-- Try it --
Within the listing below, show every line that contains the word "super".

-- Supplied entries --
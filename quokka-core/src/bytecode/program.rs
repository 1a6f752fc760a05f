//! 内存中的程序构建器与最终产物

use super::emitter::{EmitError, Emitter};
use super::instruction::{FunctionSymbol, Instruction, Label, Slot};
use crate::types::Type;
use serde::Serialize;
use std::fmt::Write as _;
use tracing::{debug, trace};

/// 已生成的函数
#[derive(Debug, Clone, PartialEq, Serialize)]
pub struct FunctionBody {
    pub symbol: FunctionSymbol,
    pub name: String,
    pub params: Vec<Type>,
    pub return_type: Type,
    pub generics: Vec<String>,
    /// 槽位类型，下标即槽位号
    pub locals: Vec<Type>,
    /// 标签对应的指令下标，下标即标签号
    pub labels: Vec<usize>,
    pub instructions: Vec<Instruction>,
    /// 每条指令对应的源码行（未开启调试信息时为空）
    #[serde(skip_serializing_if = "Vec::is_empty")]
    pub lines: Vec<usize>,
}

impl FunctionBody {
    /// 标签解析后的目标下标
    pub fn label_offset(&self, label: Label) -> Option<usize> {
        self.labels.get(label.0 as usize).copied()
    }
}

/// 最终程序
#[derive(Debug, Clone, PartialEq, Serialize)]
pub struct Program {
    pub module: String,
    pub entry: Option<FunctionSymbol>,
    pub functions: Vec<FunctionBody>,
}

impl Program {
    pub fn function(&self, name: &str) -> Option<&FunctionBody> {
        self.functions.iter().find(|f| f.name == name)
    }

    /// 文本反汇编
    pub fn disassemble(&self) -> String {
        let mut out = String::new();
        let _ = writeln!(out, ".module {}", self.module);
        for function in &self.functions {
            let params = function
                .params
                .iter()
                .map(|p| p.to_string())
                .collect::<Vec<_>>()
                .join(", ");
            let entry = if self.entry == Some(function.symbol) {
                " .entrypoint"
            } else {
                ""
            };
            let _ = writeln!(
                out,
                "\n.func #{} {} {}({}){}",
                function.symbol.0, function.return_type, function.name, params, entry
            );
            for (slot, ty) in function.locals.iter().enumerate() {
                let _ = writeln!(out, "  .local {slot}: {ty}");
            }
            for (offset, instruction) in function.instructions.iter().enumerate() {
                for (label, _) in function
                    .labels
                    .iter()
                    .enumerate()
                    .filter(|(_, target)| **target == offset)
                {
                    let _ = writeln!(out, "L{label}:");
                }
                let _ = writeln!(out, "  {offset:04}  {instruction}");
            }
            let end = function.instructions.len();
            for (label, _) in function
                .labels
                .iter()
                .enumerate()
                .filter(|(_, target)| **target == end)
            {
                let _ = writeln!(out, "L{label}:");
            }
        }
        out
    }
}

/// 函数声明（函数体生成前）
#[derive(Debug, Clone)]
struct Declaration {
    name: String,
    params: Vec<Type>,
    return_type: Type,
    generics: Vec<String>,
}

/// 正在生成的函数体
#[derive(Debug)]
struct OpenBody {
    symbol: FunctionSymbol,
    locals: Vec<Type>,
    labels: Vec<Option<usize>>,
    instructions: Vec<Instruction>,
    lines: Vec<usize>,
}

/// 内存中的 [`Emitter`] 实现
#[derive(Debug)]
pub struct ProgramBuilder {
    module: String,
    emit_debug_info: bool,
    entry_point: Option<String>,
    max_locals: usize,
    declarations: Vec<Declaration>,
    bodies: Vec<Option<FunctionBody>>,
    open: Option<OpenBody>,
    line: usize,
    /// 误用记录，在 end_body/finalize 时报告
    faults: Vec<EmitError>,
}

impl ProgramBuilder {
    pub fn new(module: impl Into<String>) -> Self {
        Self {
            module: module.into(),
            emit_debug_info: true,
            entry_point: None,
            max_locals: u16::MAX as usize,
            declarations: Vec::new(),
            bodies: Vec::new(),
            open: None,
            line: 0,
            faults: Vec::new(),
        }
    }

    pub fn with_debug_info(mut self, enabled: bool) -> Self {
        self.emit_debug_info = enabled;
        self
    }

    pub fn with_entry_point(mut self, name: impl Into<String>) -> Self {
        self.entry_point = Some(name.into());
        self
    }

    pub fn with_max_locals(mut self, max_locals: usize) -> Self {
        self.max_locals = max_locals.min(u16::MAX as usize);
        self
    }

    fn open_name(&self) -> String {
        self.open
            .as_ref()
            .and_then(|body| self.declarations.get(body.symbol.0 as usize))
            .map(|decl| decl.name.clone())
            .unwrap_or_default()
    }

    fn fault(&mut self, err: EmitError) {
        debug!(target: "quokka::emitter", error = %err, "Emitter fault");
        self.faults.push(err);
    }

    fn take_fault(&mut self) -> Result<(), EmitError> {
        if self.faults.is_empty() {
            Ok(())
        } else {
            Err(self.faults.remove(0))
        }
    }
}

impl Emitter for ProgramBuilder {
    fn declare_function(
        &mut self,
        name: &str,
        params: &[Type],
        return_type: &Type,
        generics: &[String],
    ) -> Result<FunctionSymbol, EmitError> {
        if self.declarations.iter().any(|decl| decl.name == name) {
            return Err(EmitError::DuplicateFunction(name.to_string()));
        }
        let symbol = FunctionSymbol(self.declarations.len() as u32);
        self.declarations.push(Declaration {
            name: name.to_string(),
            params: params.to_vec(),
            return_type: return_type.clone(),
            generics: generics.to_vec(),
        });
        self.bodies.push(None);
        trace!(target: "quokka::emitter", name, symbol = symbol.0, "Declared function");
        Ok(symbol)
    }

    fn begin_body(&mut self, symbol: FunctionSymbol) -> Result<(), EmitError> {
        if self.open.is_some() {
            return Err(EmitError::BodyAlreadyOpen(self.open_name()));
        }
        let declaration = self
            .declarations
            .get(symbol.0 as usize)
            .ok_or(EmitError::UnknownFunction(symbol))?;
        if self.bodies[symbol.0 as usize].is_some() {
            return Err(EmitError::BodyAlreadyEmitted(declaration.name.clone()));
        }
        self.open = Some(OpenBody {
            symbol,
            locals: Vec::new(),
            labels: Vec::new(),
            instructions: Vec::new(),
            lines: Vec::new(),
        });
        Ok(())
    }

    fn emit(&mut self, instruction: Instruction) {
        let line = self.line;
        let debug_info = self.emit_debug_info;
        match self.open.as_mut() {
            Some(body) => {
                trace!(target: "quokka::emitter", %instruction, "Emit");
                body.instructions.push(instruction);
                if debug_info {
                    body.lines.push(line);
                }
            }
            None => self.fault(EmitError::NoOpenBody("emit")),
        }
    }

    fn define_label(&mut self) -> Label {
        match self.open.as_mut() {
            Some(body) => {
                body.labels.push(None);
                Label((body.labels.len() - 1) as u32)
            }
            None => {
                self.fault(EmitError::NoOpenBody("define_label"));
                Label(0)
            }
        }
    }

    fn mark_label(&mut self, label: Label) {
        let function = self.open_name();
        let fault = match self.open.as_mut() {
            None => Some(EmitError::NoOpenBody("mark_label")),
            Some(body) => {
                let offset = body.instructions.len();
                match body.labels.get_mut(label.0 as usize) {
                    Some(slot @ None) => {
                        *slot = Some(offset);
                        None
                    }
                    Some(Some(_)) => Some(EmitError::LabelMarkedTwice { function, label }),
                    None => Some(EmitError::UnknownLabel { function, label }),
                }
            }
        };
        if let Some(err) = fault {
            self.fault(err);
        }
    }

    fn declare_local(&mut self, ty: &Type) -> Slot {
        let function = self.open_name();
        let max_locals = self.max_locals;
        let result = match self.open.as_mut() {
            None => Err(EmitError::NoOpenBody("declare_local")),
            Some(body) if body.locals.len() >= max_locals => {
                Err(EmitError::TooManyLocals(function))
            }
            Some(body) => {
                body.locals.push(ty.clone());
                Ok(Slot((body.locals.len() - 1) as u16))
            }
        };
        result.unwrap_or_else(|err| {
            self.fault(err);
            Slot(0)
        })
    }

    fn set_line(&mut self, line: usize) {
        self.line = line;
    }

    fn end_body(&mut self) -> Result<(), EmitError> {
        let function = self.open_name();
        let body = self.open.take().ok_or(EmitError::NoOpenBody("end_body"))?;
        self.take_fault()?;

        let mut labels = Vec::with_capacity(body.labels.len());
        for (index, offset) in body.labels.iter().enumerate() {
            match offset {
                Some(offset) => labels.push(*offset),
                None => {
                    return Err(EmitError::UnmarkedLabel {
                        function,
                        label: Label(index as u32),
                    })
                }
            }
        }

        let declaration = &self.declarations[body.symbol.0 as usize];
        debug!(
            target: "quokka::emitter",
            function = %declaration.name,
            instructions = body.instructions.len(),
            locals = body.locals.len(),
            "Function body finished"
        );
        self.bodies[body.symbol.0 as usize] = Some(FunctionBody {
            symbol: body.symbol,
            name: declaration.name.clone(),
            params: declaration.params.clone(),
            return_type: declaration.return_type.clone(),
            generics: declaration.generics.clone(),
            locals: body.locals,
            labels,
            instructions: body.instructions,
            lines: body.lines,
        });
        Ok(())
    }

    fn abandon_body(&mut self) {
        if let Some(body) = self.open.take() {
            debug!(
                target: "quokka::emitter",
                symbol = body.symbol.0,
                "Function body abandoned"
            );
        }
        self.faults.clear();
    }

    fn finalize(mut self) -> Result<Program, EmitError> {
        if self.open.is_some() {
            return Err(EmitError::BodyAlreadyOpen(self.open_name()));
        }
        self.take_fault()?;

        let mut functions = Vec::with_capacity(self.bodies.len());
        for (declaration, body) in self.declarations.iter().zip(self.bodies) {
            functions.push(body.ok_or_else(|| EmitError::MissingBody(declaration.name.clone()))?);
        }
        let entry = self.entry_point.as_ref().and_then(|entry| {
            functions
                .iter()
                .find(|f| &f.name == entry)
                .map(|f| f.symbol)
        });
        Ok(Program {
            module: self.module,
            entry,
            functions,
        })
    }
}

#[cfg(test)]
mod tests {
    use super::*;

    fn builder_with_main() -> (ProgramBuilder, FunctionSymbol) {
        let mut builder = ProgramBuilder::new("test").with_entry_point("main");
        let symbol = builder
            .declare_function("main", &[], &Type::VOID, &[])
            .unwrap();
        (builder, symbol)
    }

    #[test]
    fn test_build_simple_program() {
        let (mut builder, symbol) = builder_with_main();
        builder.begin_body(symbol).unwrap();
        builder.set_line(3);
        let slot = builder.declare_local(&Type::INT);
        builder.emit(Instruction::LdcI4(1));
        builder.emit(Instruction::Stloc(slot));
        builder.emit(Instruction::Ret);
        builder.end_body().unwrap();

        let program = builder.finalize().unwrap();
        assert_eq!(program.entry, Some(symbol));
        let main = program.function("main").unwrap();
        assert_eq!(main.locals, vec![Type::INT]);
        assert_eq!(main.lines, vec![3, 3, 3]);
        assert!(program.disassemble().contains("0001  stloc 0"));
    }

    #[test]
    fn test_program_serializes_to_json() {
        let (mut builder, symbol) = builder_with_main();
        builder.begin_body(symbol).unwrap();
        let slot = builder.declare_local(&Type::INT);
        builder.emit(Instruction::LdcI4(7));
        builder.emit(Instruction::Stloc(slot));
        builder.emit(Instruction::Ret);
        builder.end_body().unwrap();
        let program = builder.finalize().unwrap();

        let json = serde_json::to_value(&program).unwrap();
        assert_eq!(json["module"], "test");
        let main = &json["functions"][0];
        assert_eq!(main["name"], "main");
        assert_eq!(main["instructions"][0], serde_json::json!({"op": "LdcI4", "arg": 7}));
        assert_eq!(main["instructions"][1], serde_json::json!({"op": "Stloc", "arg": 0}));
        assert_eq!(main["instructions"][2], serde_json::json!({"op": "Ret"}));
    }

    #[test]
    fn test_labels_resolve_to_offsets() {
        let (mut builder, symbol) = builder_with_main();
        builder.begin_body(symbol).unwrap();
        let end = builder.define_label();
        builder.emit(Instruction::Br(end));
        builder.emit(Instruction::LdNull);
        builder.emit(Instruction::Pop);
        builder.mark_label(end);
        builder.emit(Instruction::Ret);
        builder.end_body().unwrap();
        let program = builder.finalize().unwrap();
        assert_eq!(program.functions[0].label_offset(end), Some(3));
    }

    #[test]
    fn test_unmarked_label_is_an_error() {
        let (mut builder, symbol) = builder_with_main();
        builder.begin_body(symbol).unwrap();
        let label = builder.define_label();
        builder.emit(Instruction::Br(label));
        assert!(matches!(
            builder.end_body(),
            Err(EmitError::UnmarkedLabel { .. })
        ));
    }

    #[test]
    fn test_misuse_is_reported() {
        let (mut builder, symbol) = builder_with_main();
        builder.emit(Instruction::Ret);
        builder.begin_body(symbol).unwrap();
        assert!(matches!(builder.begin_body(symbol), Err(EmitError::BodyAlreadyOpen(_))));
        assert_eq!(
            builder.end_body(),
            Err(EmitError::NoOpenBody("emit"))
        );
    }

    #[test]
    fn test_missing_body_and_duplicates() {
        let (mut builder, _) = builder_with_main();
        assert_eq!(
            builder.declare_function("main", &[], &Type::VOID, &[]),
            Err(EmitError::DuplicateFunction("main".into()))
        );
        assert_eq!(
            builder.finalize(),
            Err(EmitError::MissingBody("main".into()))
        );
    }

    #[test]
    fn test_abandoned_body_is_missing() {
        let (mut builder, symbol) = builder_with_main();
        builder.begin_body(symbol).unwrap();
        let label = builder.define_label();
        builder.emit(Instruction::Br(label));
        builder.abandon_body();
        assert!(builder.begin_body(symbol).is_ok());
        builder.abandon_body();
        assert_eq!(builder.finalize(), Err(EmitError::MissingBody("main".into())));
    }

    #[test]
    fn test_debug_info_can_be_disabled() {
        let mut builder = ProgramBuilder::new("test").with_debug_info(false);
        let symbol = builder.declare_function("f", &[], &Type::VOID, &[]).unwrap();
        builder.begin_body(symbol).unwrap();
        builder.emit(Instruction::Ret);
        builder.end_body().unwrap();
        let program = builder.finalize().unwrap();
        assert!(program.functions[0].lines.is_empty());
        assert_eq!(program.entry, None);
    }
}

-- Your response --
use super::emitter::{EmitError, Emitter};
use super::instruction::{FunctionSymbol, Instruction, Label, Slot};
    use super::*;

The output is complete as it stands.